Céline Di Placido, SUD Emploi.

"Pour certains agents, c'est trop anxiogène de faire de l'accueil en ce moment, il faut une solidarité dans les équipes pour que ceux qui ne peuvent pas soient remplacés à l'accueil par des collègues" explique Céline Di Placido. "Il y a des mesures concrètes qui peuvent être prises pour améliorer les choses, comme avoir du personnel à l'accueil, formé sur l'indemnisation pour pouvoir répondre aux demandeurs d'emploi et de même pour tout ce qui est de l'ordre du projet professionnel, il faut qu'il y ait suffisamment de conseillères placement pour pouvoir accompagner les demandeurs d'emploi, les soutenir dans cette période difficile" précise Céline Di Placido.

"Les agressions ont rarement lieu en entretien mais plutôt à l'accueil où il y a une rencontre très brève, donc les gens doivent être entendus dans un bureau, au calme, avec du personnel qui puisse écouter".

Chez Faun, le climat est très tendu

Dans l'entreprise qui fabrique des camions et des bennes à ordures à Guilherand-Granges, l'ambiance est très pesante, un mois après le meurtre de la directrice des ressources humaines. Géraldine Caclin avait 51 ans, deux enfants. D'ailleurs devant chez Faun, les journalistes ne sont pas les bienvenus et les salariés ont peur de s'exprimer. "La direction nous a clairement dit de ne pas communiquer avec la presse" précise un salarié qui sort du parking.

"On en parle tous les jours à la machine à café, il y a des gens qui me disent dire qu'ils ne veulent plus travailler ici" - Philippe Fayat délégué CFDT 

Philippe Fayat, délégué CFDT chez Faun

Le plus dur c'est pour les salariés qui travaillent à l'accueil et qui ont assisté à cette tragédie et tenté de porter secours à leur DRH. "Il y a une collègue de l'accueil qui est revenue travailler pour ne pas rester chez elle mais elle est finalement repartie en arrêt maladie, il lui faut du temps pour se reconstruire" explique une salariée, de manière anonyme.

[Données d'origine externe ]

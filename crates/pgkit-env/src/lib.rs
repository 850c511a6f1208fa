//! Environments and vectorized environment wrappers for pgkit
//!
//! This crate provides:
//! - Toy tasks: [`CartPoleEnv`] and [`GridMazeEnv`]
//! - The [`TimeLimit`] wrapper
//! - [`SerialVecEnv`] and [`make_envs`] for batched stepping
//! - [`StandardizeVecEnv`], which standardizes observations and scales rewards
//!   with running statistics
//! - A registry for creating environments by name

#![warn(missing_docs)]
#![warn(clippy::all)]
#![warn(clippy::pedantic)]
#![allow(clippy::module_name_repetitions)]

pub mod classic;
pub mod maze;
pub mod registry;
pub mod standardize;
pub mod vec_env;
pub mod wrappers;

// Re-export environments
pub use classic::{CartPoleConfig, CartPoleEnv};
pub use maze::{GridMazeConfig, GridMazeEnv};
pub use registry::{list_envs, make_env, register_env, BoxedEnv, EnvRegistry};
pub use standardize::{StandardizeConfig, StandardizeVecEnv};
pub use vec_env::{make_envs, stack_observations, SerialVecEnv};
pub use wrappers::TimeLimit;

// Re-export core types
pub use pgkit_core::{Environment, EnvironmentConfig, Step, StepInfo, VecEnv, VecStep};

/// Prelude module for convenient imports
pub mod prelude {
    pub use crate::{
        make_env, make_envs, CartPoleEnv, GridMazeEnv, SerialVecEnv, StandardizeVecEnv,
        TimeLimit,
    };
    pub use pgkit_core::prelude::*;
}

"Cela marque évidemment, ça ne fait qu'un mois, pour certains ça va marquer toute leur carrière professionnelle, on oubliera pas comme ça c'est certain" confirme Philippe Fayat, délégué CFDT chez Faun. "Il y a un manque de la communication de la part de la direction et des problèmes de management qui ne datent pas d'hier" précise Philippe Fayat. Le directeur de Faun-Environnement, lui, expliquait il y a quinze jours sur France Bleu Drôme Ardèche : "nous n'avons pas de tensions sociales dans l'entreprise".